→ **Exercise aim**
Across the listing below, count the lines with "Copy" in them. Write nothing but the number.

→ **Provided entries**
=== Begin Enclosure ===

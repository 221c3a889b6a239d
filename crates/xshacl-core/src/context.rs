//! Domain context passed alongside the justification tree into generation

use serde::{Deserialize, Serialize};
use std::collections::BTreeSet;
use std::sync::Arc;

use crate::error::Result;
use crate::graph::{Term, TripleGraph};
use crate::violation::ViolationRecord;
use crate::vocab::{display_id, RDFS_COMMENT, RDF_TYPE, SH, XSH_APPLIES_TO_PROPERTY};

const RDFS_LABEL: &str = "http://www.w3.org/2000/01/rdf-schema#label";

/// Retrieved background knowledge for one violation
#[derive(Debug, Clone, Default, PartialEq, Eq, Serialize, Deserialize)]
#[serde(rename_all = "camelCase")]
pub struct DomainContext {
    /// Triples describing the focus node
    #[serde(default)]
    pub ontology_fragments: Vec<String>,
    /// Shape comments and names
    #[serde(default)]
    pub shape_documentation: Vec<String>,
    /// Other nodes that likely fail the same way
    #[serde(default)]
    pub similar_cases: Vec<String>,
    /// Free-text rules attached to the property
    #[serde(default)]
    pub domain_rules: Vec<String>,
}

impl DomainContext {
    pub fn is_empty(&self) -> bool {
        self.ontology_fragments.is_empty()
            && self.shape_documentation.is_empty()
            && self.similar_cases.is_empty()
            && self.domain_rules.is_empty()
    }

    /// Plain-text rendering with one section per non-empty field
    pub fn render(&self) -> String {
        let sections = [
            ("Ontology fragments", &self.ontology_fragments),
            ("Shape documentation", &self.shape_documentation),
            ("Similar cases", &self.similar_cases),
            ("Domain rules", &self.domain_rules),
        ];

        let mut out = String::new();
        for (title, items) in sections {
            if items.is_empty() {
                continue;
            }
            out.push_str(title);
            out.push_str(":\n");
            for item in items {
                out.push_str("- ");
                out.push_str(item);
                out.push('\n');
            }
        }
        out
    }
}

/// Context retrieval capability
pub trait ContextRetriever: Send + Sync {
    fn retrieve(&self, record: &ViolationRecord) -> Result<DomainContext>;
}

/// Retriever that never finds anything
#[derive(Debug, Clone, Copy, Default)]
pub struct NoContext;

impl ContextRetriever for NoContext {
    fn retrieve(&self, _record: &ViolationRecord) -> Result<DomainContext> {
        Ok(DomainContext::default())
    }
}

/// Retriever over in-memory data and shapes graphs
#[derive(Debug, Clone)]
pub struct GraphContextRetriever {
    data: Arc<TripleGraph>,
    shapes: Arc<TripleGraph>,
}

impl GraphContextRetriever {
    pub fn new(data: Arc<TripleGraph>, shapes: Arc<TripleGraph>) -> Self {
        Self { data, shapes }
    }

    fn ontology_fragments(&self, record: &ViolationRecord) -> Vec<String> {
        self.data
            .about(&record.focus_node)
            .map(|t| t.to_ntriples())
            .collect()
    }

    fn shape_documentation(&self, record: &ViolationRecord) -> Vec<String> {
        let comments = self
            .shapes
            .objects(&record.shape_id, RDFS_COMMENT)
            .map(Term::short);
        let name_predicate = format!("{}name", SH);
        let names: Vec<_> = self
            .shapes
            .objects(&record.shape_id, &name_predicate)
            .map(|n| format!("Shape Name: {}", n.short()))
            .collect();
        comments.chain(names).collect()
    }

    /// Nodes sharing a type with the focus node that also lack the property
    fn similar_cases(&self, record: &ViolationRecord) -> Vec<String> {
        let Some(path) = record.path() else {
            return Vec::new();
        };
        let focus = Term::node(&record.focus_node);

        let mut similar = BTreeSet::new();
        for class in self.data.objects(&record.focus_node, RDF_TYPE) {
            for node in self.data.subjects_with(RDF_TYPE, class) {
                if node == &focus {
                    continue;
                }
                let key = node.key();
                if !self.data.has_property(&key, path) {
                    similar.insert(key);
                }
            }
        }
        similar.into_iter().collect()
    }

    fn domain_rules(&self, record: &ViolationRecord) -> Vec<String> {
        let Some(path) = record.path() else {
            return Vec::new();
        };
        let property = Term::node(path);

        let mut rules = BTreeSet::new();
        for rule in self.shapes.subjects_with(XSH_APPLIES_TO_PROPERTY, &property) {
            let key = rule.key();
            let label = self.shapes.objects(&key, RDFS_LABEL).next().map(Term::short);
            let comment = self.shapes.objects(&key, RDFS_COMMENT).next().map(Term::short);

            let mut text = format!("Rule {}", display_id(&key));
            if let Some(label) = label {
                text.push_str(&format!(" ({})", label));
            }
            if let Some(comment) = comment {
                text.push_str(&format!(": {}", comment));
            }
            rules.insert(text);
        }
        rules.into_iter().collect()
    }
}

impl ContextRetriever for GraphContextRetriever {
    fn retrieve(&self, record: &ViolationRecord) -> Result<DomainContext> {
        let context = DomainContext {
            ontology_fragments: self.ontology_fragments(record),
            shape_documentation: self.shape_documentation(record),
            similar_cases: self.similar_cases(record),
            domain_rules: self.domain_rules(record),
        };

        tracing::debug!(
            focus = %record.focus_node,
            fragments = context.ontology_fragments.len(),
            similar = context.similar_cases.len(),
            rules = context.domain_rules.len(),
            "Retrieved domain context"
        );

        Ok(context)
    }
}
//! Generator capability: turns a justification tree and context into prose

use async_trait::async_trait;
use serde::{Deserialize, Serialize};
use thiserror::Error;
use xshacl_core::{DomainContext, JustificationNode, ViolationRecord, ViolationSignature};

/// Errors a generator may report
#[derive(Error, Debug, Clone, PartialEq, Eq)]
pub enum GeneratorError {
    #[error("Generation timed out after {0} ms")]
    Timeout(u64),

    #[error("Generator API error (status {status}): {message}")]
    Api { status: u16, message: String },

    #[error("Generator rate limited: {0}")]
    RateLimited(String),

    #[error("Malformed generator output: {0}")]
    MalformedOutput(String),

    #[error("Transport error: {0}")]
    Transport(String),

    /// Missing credentials or other setup the generator cannot run without
    #[error("Generator not configured: {0}")]
    NotConfigured(String),
}

impl GeneratorError {
    /// Whether another attempt may succeed
    pub fn is_retryable(&self) -> bool {
        match self {
            GeneratorError::Timeout(_)
            | GeneratorError::RateLimited(_)
            | GeneratorError::Transport(_) => true,
            GeneratorError::Api { status, .. } => *status >= 500 || *status == 408,
            GeneratorError::MalformedOutput(_) | GeneratorError::NotConfigured(_) => false,
        }
    }
}

/// Everything a generator needs for one language
#[derive(Debug, Clone, Copy)]
pub struct GenerationRequest<'a> {
    pub record: &'a ViolationRecord,
    pub signature: &'a ViolationSignature,
    pub justification: &'a JustificationNode,
    pub context: &'a DomainContext,
    pub language: &'a str,
    pub model: Option<&'a str>,
}

/// Generator output
#[derive(Debug, Clone, PartialEq, Eq, Serialize, Deserialize)]
#[serde(rename_all = "camelCase")]
pub struct GeneratedExplanation {
    pub text: String,
    #[serde(default)]
    pub correction_suggestions: Vec<String>,
    /// Identifier of the model that produced the text
    pub model: String,
}

impl GeneratedExplanation {
    /// Reject empty output
    pub fn validate(self) -> Result<Self, GeneratorError> {
        if self.text.trim().is_empty() {
            return Err(GeneratorError::MalformedOutput(
                "explanation text is empty".into(),
            ));
        }
        Ok(self)
    }
}

/// Natural-language generation capability
#[async_trait]
pub trait ExplanationGenerator: Send + Sync {
    /// Default model identifier, used when the request names none
    fn model(&self) -> &str;

    async fn generate(
        &self,
        request: GenerationRequest<'_>,
    ) -> Result<GeneratedExplanation, GeneratorError>;
}
impl TripleGraph {
    pub fn new() -> Self {
        Self::default()
    }

    /// Parse an N-Triples document
    pub fn parse_ntriples(input: &str) -> std::result::Result<Self, GraphParseError> {
        let mut graph = Self::new();
        for (idx, line) in input.lines().enumerate() {
            let line_no = idx + 1;
            let trimmed = line.trim();
            if trimmed.is_empty() || trimmed.starts_with('#') {
                continue;
            }
            let triple = parse_line(trimmed).map_err(|msg| GraphParseError::ntriples(line_no, msg))?;
            graph.insert(triple);
        }
        Ok(graph)
    }

    /// Parse a Turtle document
    pub fn parse_turtle(input: &str) -> std::result::Result<Self, GraphParseError> {
        let mut graph = Self::new();
        for parsed in oxttl::TurtleParser::new().for_slice(input.as_bytes()) {
            let triple = parsed.map_err(|e| GraphParseError::turtle(e.to_string()))?;
            graph.insert(Triple::from_oxrdf(triple).map_err(GraphParseError::turtle)?);
        }
        Ok(graph)
    }

    /// Parse `input` in the given format
    pub fn parse(input: &str, format: RdfFormat) -> std::result::Result<Self, GraphParseError> {
        match format {
            RdfFormat::NTriples => Self::parse_ntriples(input),
            RdfFormat::Turtle => Self::parse_turtle(input),
        }
    }

    /// Insert a triple, ignoring exact duplicates
    pub fn insert(&mut self, triple: Triple) {
        let key = triple.subject.key();
        if let Some(indices) = self.by_subject.get(&key) {
            if indices.iter().any(|&i| self.triples[i] == triple) {
                return;
            }
        }
        self.by_subject
            .entry(key)
            .or_default()
            .push(self.triples.len());
        self.triples.push(triple);
    }

    /// Add every triple of another graph
    pub fn extend(&mut self, other: TripleGraph) {
        for triple in other.triples {
            self.insert(triple);
        }
    }

    pub fn len(&self) -> usize {
        self.triples.len()
    }

    pub fn is_empty(&self) -> bool {
        self.triples.is_empty()
    }

    pub fn iter(&self) -> impl Iterator<Item = &Triple> {
        self.triples.iter()
    }

    /// Triples with the given subject, in insertion order
    pub fn about<'a>(&'a self, subject: &str) -> impl Iterator<Item = &'a Triple> + 'a {
        let key = Term::node(subject).key();
        self.by_subject
            .get(&key)
            .into_iter()
            .flatten()
            .map(move |&i| &self.triples[i])
    }

    /// Objects of (subject, predicate)
    pub fn objects<'a>(
        &'a self,
        subject: &str,
        predicate: &'a str,
    ) -> impl Iterator<Item = &'a Term> + 'a {
        let predicate = strip_brackets(predicate);
        self.about(subject)
            .filter(move |t| t.predicate == predicate)
            .map(|t| &t.object)
    }

    /// Subjects having (predicate, object)
    pub fn subjects_with<'a>(
        &'a self,
        predicate: &'a str,
        object: &'a Term,
    ) -> impl Iterator<Item = &'a Term> + 'a {
        let predicate = strip_brackets(predicate);
        self.triples
            .iter()
            .filter(move |t| t.predicate == predicate && &t.object == object)
            .map(|t| &t.subject)
    }

    /// Whether the subject has any value for the predicate
    pub fn has_property(&self, subject: &str, predicate: &str) -> bool {
        self.objects(subject, predicate).next().is_some()
    }
}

=== End Enclosure ===

→ **Completed task**
2